To help understand the virtual ground thing, it might help to know
that there is a virtual "short circuit" between the non inverting terminal (+)
and the inverting terminal (-).

The reason this happens is not because there is really a short there,
but because the op amp is made such that it automatically tries its hardest
to keep the voltage between the (+) and (-) terminals exactly the same
ie 0v between the two (when it is connected in a circuit correctly)
and any two terminals that have 0v across them appear almost like they
are shorted together. This is one of the main features about an op amp like this.

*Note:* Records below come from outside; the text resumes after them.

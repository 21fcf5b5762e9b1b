//! Structured logging facility for docsync
//!
//! This module provides a canonical logging facility with:
//! - Single initialization point via `init(profile)`
//! - Structured logging macros (`log_op_start!`, `log_op_end!`, `log_op_error!`)
//! - Test capture mode for deterministic assertions
//!
//! Log output always goes to stderr: stdout is reserved for interactive
//! prompts, summaries and rendered lineage.
//!
//! # Usage
//!
//! ```rust
//! use docsync_core::logging_facility::{init, Profile};
//!
//! // Initialize once at application startup
//! init(Profile::Development);
//! ```

pub mod init;
pub mod macros;
pub mod test_capture;

pub use init::{init, Profile};
pub use test_capture::{init_test_capture, CapturedEvent, TestCapture};
impl LineEnding {
    fn detect(text: &str) -> Self {
        match text.find('\n') {
            Some(i) if i > 0 && text.as_bytes()[i - 1] == b'\r' => LineEnding::CrLf,
            _ => LineEnding::Lf,
        }
    }

    pub fn as_str(self) -> &'static str {
        match self {
            LineEnding::Lf => "\n",
            LineEnding::CrLf => "\r\n",
        }
    }
}

#[derive(Debug, Clone, Copy, PartialEq, Eq)]
pub enum DocumentOrigin {
    /// Read from an existing file
    Loaded,
    /// Created in memory during this run
    Created,
}

/// Entity found in a document section
#[derive(Debug, Clone, PartialEq, Eq)]
pub struct EntityEntry {
    pub kind: EntityKind,
    pub index: usize,
    pub name: String,
}

#[derive(Debug, Clone)]
struct TextLayout {
    lines: Vec<String>,
    trailing_newline: bool,
}

struct Splice {
    start: usize,
    end: usize,
    replacement: Vec<String>,
    /// Replaces existing content lines rather than inserting next to them
    rewrite: bool,
}

#[derive(Debug, Clone)]
pub struct StructuredDocument {
    path: PathBuf,
    origin: DocumentOrigin,
    original: String,
    bom: bool,
    line_ending: LineEnding,
    layout: Option<TextLayout>,
    value: Value,
    edited: bool,
}

/// Whether a field value counts as missing: absent, null, `""`, `[]` or `{}`
pub fn is_missing(value: Option<&Value>) -> bool {
    match value {
        None | Some(Value::Null) => true,
        Some(Value::String(s)) => s.is_empty(),
        Some(Value::Sequence(seq)) => seq.is_empty(),
        Some(Value::Mapping(map)) => map.is_empty(),
        Some(_) => false,
    }
}
//! Subcommand implementations

pub mod lineage;
pub mod reconcile;

/// How a successful command run should end the process
#[derive(Debug, Clone, Copy, PartialEq, Eq)]
pub enum Outcome {
    Success,
    /// The run completed but a CI gate (check, drift) failed
    CheckFailed,
}
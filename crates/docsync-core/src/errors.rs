use docsync_core_types::RunId;
use thiserror::Error;

/// Result type alias using DocSyncError
pub type Result<T> = std::result::Result<T, DocSyncError>;

// ========== Error Facility ==========

/// Canonical error kind taxonomy
///
/// This taxonomy provides a stable, structured classification of all errors
/// in docsync. Each kind maps to a stable error code that can be used for
/// programmatic error handling, testing, and CI log scraping.
#[derive(Debug, Clone, Copy, PartialEq, Eq)]
pub enum ExErrorKind {
    // Documents
    /// A document on disk is not valid YAML or has an unexpected shape
    Parse,
    /// A dirty document could not be flushed to disk
    Write,
    /// An undocumented entity has no usable source path for stub placement
    Routing,
    /// Two documents define the same entity name and collisions are rejected
    DuplicateEntity,
    /// An edit cannot be spliced into a document without disturbing other lines
    Uneditable,

    // Inputs
    InvalidInput,
    InvalidMode,
    InvalidCatalog,
    NotFound,
    Config,

    // Interaction
    Prompt,

    // Integration/IO
    Io,
    Serialization,

    // Internal
    Internal,
}

impl ExErrorKind {
    /// Get the stable error code for this kind
    pub fn code(&self) -> &'static str {
        match self {
            ExErrorKind::Parse => "ERR_PARSE",
            ExErrorKind::Write => "ERR_WRITE",
            ExErrorKind::Routing => "ERR_ROUTING",
            ExErrorKind::DuplicateEntity => "ERR_DUPLICATE_ENTITY",
            ExErrorKind::Uneditable => "ERR_UNEDITABLE",
            ExErrorKind::InvalidInput => "ERR_INVALID_INPUT",
            ExErrorKind::InvalidMode => "ERR_INVALID_MODE",
            ExErrorKind::InvalidCatalog => "ERR_INVALID_CATALOG",
            ExErrorKind::NotFound => "ERR_NOT_FOUND",
            ExErrorKind::Config => "ERR_CONFIG",
            ExErrorKind::Prompt => "ERR_PROMPT",
            ExErrorKind::Io => "ERR_IO",
            ExErrorKind::Serialization => "ERR_SERIALIZATION",
            ExErrorKind::Internal => "ERR_INTERNAL",
        }
    }
}

/// Canonical structured error type
///
/// This error type provides a structured representation of errors with
/// classification fields for programmatic handling and rich context for debugging.
#[derive(Debug, Clone)]
pub struct ExError {
    kind: ExErrorKind,
    op: Option<String>,
    entity: Option<String>,
    path: Option<String>,
    field: Option<String>,
    run_id: Option<RunId>,
    message: String,
    source: Option<Box<ExError>>,
}

impl ExError {
    /// Create a new error with the specified kind
    pub fn new(kind: ExErrorKind) -> Self {
        Self {
            kind,
            op: None,
            entity: None,
            path: None,
            field: None,
            run_id: None,
            message: String::new(),
            source: None,
        }
    }

    /// Add operation context
    pub fn with_op(mut self, op: impl Into<String>) -> Self {
        self.op = Some(op.into());
        self
    }

    /// Add entity name context
    pub fn with_entity(mut self, entity: impl Into<String>) -> Self {
        self.entity = Some(entity.into());
        self
    }

    /// Add file path context
    pub fn with_path(mut self, path: impl Into<String>) -> Self {
        self.path = Some(path.into());
        self
    }

    /// Add field key context
    pub fn with_field(mut self, field: impl Into<String>) -> Self {
        self.field = Some(field.into());
        self
    }

    /// Add run ID context
    pub fn with_run_id(mut self, run_id: RunId) -> Self {
        self.run_id = Some(run_id);
        self
    }

    /// Add custom message
    pub fn with_message(mut self, message: impl Into<String>) -> Self {
        self.message = message.into();
        self
    }

    /// Add source error
    pub fn with_source(mut self, source: ExError) -> Self {
        self.source = Some(Box::new(source));
        self
    }

    /// Get the error kind
    pub fn kind(&self) -> ExErrorKind {
        self.kind
    }

    /// Get the stable error code
    pub fn code(&self) -> &'static str {
        self.kind.code()
    }

    /// Get the operation context, if any
    pub fn op(&self) -> Option<&str> {
        self.op.as_deref()
    }

    /// Get the entity name context, if any
    pub fn entity(&self) -> Option<&str> {
        self.entity.as_deref()
    }

    /// Get the file path context, if any
    pub fn path(&self) -> Option<&str> {
        self.path.as_deref()
    }

    /// Get the field key context, if any
    pub fn field(&self) -> Option<&str> {
        self.field.as_deref()
    }

    /// Get the run ID context, if any
    pub fn run_id(&self) -> Option<&RunId> {
        self.run_id.as_ref()
    }

    /// Get the error message
    pub fn message(&self) -> &str {
        &self.message
    }

    /// Get the source error, if any
    pub fn source_error(&self) -> Option<&ExError> {
        self.source.as_deref()
    }
}

impl std::fmt::Display for ExError {
    fn fmt(&self, f: &mut std::fmt::Formatter<'_>) -> std::fmt::Result {
        write!(f, "[{}]", self.code())?;
        if let Some(op) = &self.op {
            write!(f, " in operation '{}'", op)?;
        }
        if !self.message.is_empty() {
            write!(f, ": {}", self.message)?;
        }
        if let Some(path) = &self.path {
            write!(f, " (path: {})", path)?;
        }
        if let Some(entity) = &self.entity {
            write!(f, " (entity: {})", entity)?;
        }
        if let Some(field) = &self.field {
            write!(f, " (field: {})", field)?;
        }
        if let Some(source) = &self.source {
            write!(f, " caused by {}", source)?;
        }
        Ok(())
    }
}

impl std::error::Error for ExError {
    fn source(&self) -> Option<&(dyn std::error::Error + 'static)> {
        self.source
            .as_deref()
            .map(|s| s as &(dyn std::error::Error + 'static))
    }
}

// ========== End Error Facility ==========

/// Error taxonomy for docsync domain operations
#[derive(Error, Debug, Clone, PartialEq)]
pub enum DocSyncError {
    // ===== Document Errors =====
    /// A document could not be parsed; aborts the whole scan
    #[error("Failed to parse document {path}: {message}")]
    Parse { path: String, message: String },

    /// A single document could not be written; the flush continues
    #[error("Failed to write document {path}: {message}")]
    Write { path: String, message: String },

    /// An undocumented entity has no source path hint to place a stub next to
    #[error("Cannot create stub for '{entity}': missing source file hint")]
    Routing { entity: String },

    /// Two documents define the same entity and collisions are rejected
    #[error("Entity '{entity}' is defined in both {first_path} and {second_path}")]
    DuplicateEntity {
        entity: String,
        first_path: String,
        second_path: String,
    },

    /// An edit would require re-rendering untouched parts of a document
    #[error("Cannot edit document {path} in place: {message}")]
    Uneditable { path: String, message: String },

    // ===== Input Errors =====
    /// Mode string is not one of update/check/interactive/drift
    #[error("Invalid mode: {value} (expected update, check, interactive or drift)")]
    InvalidMode { value: String },

    /// Catalog payload is malformed
    #[error("Invalid catalog: {message}")]
    InvalidCatalog { message: String },

    /// Generic invalid argument
    #[error("Invalid input: {message}")]
    InvalidInput { message: String },

    /// Settings file is malformed
    #[error("Invalid configuration: {message}")]
    Config { message: String },

    // ===== Interaction Errors =====
    /// Terminal prompt could not be read or written
    #[error("Prompt failed: {message}")]
    Prompt { message: String },

    // ===== Generic Errors =====
    /// Filesystem error outside the flush loop
    #[error("I/O error on {path}: {message}")]
    Io { path: String, message: String },

    /// Serialization error (JSON/YAML encoding or decoding)
    #[error("Serialization error: {message}")]
    Serialization { message: String },

    /// Generic internal error
    #[error("Internal error: {message}")]
    Internal { message: String },
}

/// Conversion from DocSyncError to ExError
///
/// Lets domain errors raised in `docsync-core` flow through the `ExError`
/// results used by the store and engine layers with `?`.
impl From<DocSyncError> for ExError {
    fn from(err: DocSyncError) -> Self {
        match err {
            DocSyncError::Parse { path, message } => ExError::new(ExErrorKind::Parse)
                .with_op("parse_document")
                .with_path(path)
                .with_message(message),

            DocSyncError::Write { path, message } => ExError::new(ExErrorKind::Write)
                .with_op("flush_document")
                .with_path(path)
                .with_message(message),

            DocSyncError::Routing { entity } => ExError::new(ExErrorKind::Routing)
                .with_op("create_stub")
                .with_entity(entity)
                .with_message("Missing source file hint"),

            DocSyncError::DuplicateEntity {
                entity,
                first_path,
                second_path,
            } => ExError::new(ExErrorKind::DuplicateEntity)
                .with_op("scan")
                .with_entity(entity)
                .with_path(second_path)
                .with_message(format!("Entity already defined in {}", first_path)),

            DocSyncError::Uneditable { path, message } => ExError::new(ExErrorKind::Uneditable)
                .with_op("edit_document")
                .with_path(path)
                .with_message(message),

            DocSyncError::InvalidMode { value } => ExError::new(ExErrorKind::InvalidMode)
                .with_message(format!("Unknown mode '{}'", value)),

            DocSyncError::InvalidCatalog { message } => {
                ExError::new(ExErrorKind::InvalidCatalog).with_message(message)
            }

            DocSyncError::InvalidInput { message } => {
                ExError::new(ExErrorKind::InvalidInput).with_message(message)
            }

            DocSyncError::Config { message } => {
                ExError::new(ExErrorKind::Config).with_message(message)
            }

            DocSyncError::Prompt { message } => ExError::new(ExErrorKind::Prompt)
                .with_op("prompt")
                .with_message(message),

            DocSyncError::Io { path, message } => ExError::new(ExErrorKind::Io)
                .with_path(path)
                .with_message(message),

            DocSyncError::Serialization { message } => {
                ExError::new(ExErrorKind::Serialization).with_message(message)
            }

            DocSyncError::Internal { message } => {
                ExError::new(ExErrorKind::Internal).with_message(message)
            }
        }
    }
}

/// Conversion from serde_json::Error to DocSyncError
impl From<serde_json::Error> for DocSyncError {
    fn from(err: serde_json::Error) -> Self {
        DocSyncError::Serialization {
            message: err.to_string(),
        }
    }
}
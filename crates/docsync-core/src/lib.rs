//! docsync core - pure domain layer
//!
//! This crate holds everything that does not touch the filesystem:
//! - the error and logging facilities shared by every docsync crate
//! - the generated catalog model and new-entity records
//! - run modes and the per-field decision policy
//! - interactive prompting
//! - the lineage merger and its renderers
//! - reconciliation reports and their human summary

pub mod errors;
pub mod lineage;
pub mod logging_facility;
pub mod mode;
pub mod model;
pub mod policy;
pub mod prompt;
pub mod report;

// Re-export commonly used types
pub use errors::{DocSyncError, ExError, ExErrorKind, Result};
pub use lineage::{merge, ForeignKey, LineageGraph, ModelDependencies, NodeStyle};
pub use mode::Mode;
pub use model::{Catalog, CatalogEntry, ColumnRecord, DriftStatus, EntityKind, EntityRecord, GeneratedColumn};
pub use policy::{FieldDecision, FieldTarget, ModePolicy};
pub use prompt::{LinePrompter, PromptResponse, Prompter};
pub use report::{render_human_summary, Finding, FindingKind, ReconcileReport, WriteFailure};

The op amp does this by sensing the difference in voltage between (+) and (-)
inputs and when it sees a change, it forces its output to ramp in the direction
that will remedy the situation (ie make 0v between the inputs again).
It's this way that the voltage difference stays close to 0v, but because of
internal limitations (the op amp isnt perfect) there is always some small
voltage across the two but it can many times be ignored.

In your circuit since one of the terminals of the op amp is connected to ground, the other
terminal is sometimes said to be "at virtual ground" and this is just a way to
describe what really takes place inside and outside of the op amp.

All this seems to make things harder to analyze, but really it makes things a lot
easier because we can ground the (-) terminal in our minds and then we only
have to think about the currents flowing or the voltages from the other nodes
to ground instead of a more complex node that the (-) terminal would be otherwise.
Once you get used to thinking like this you will be happy to see how much easier
it makes everything about op amps.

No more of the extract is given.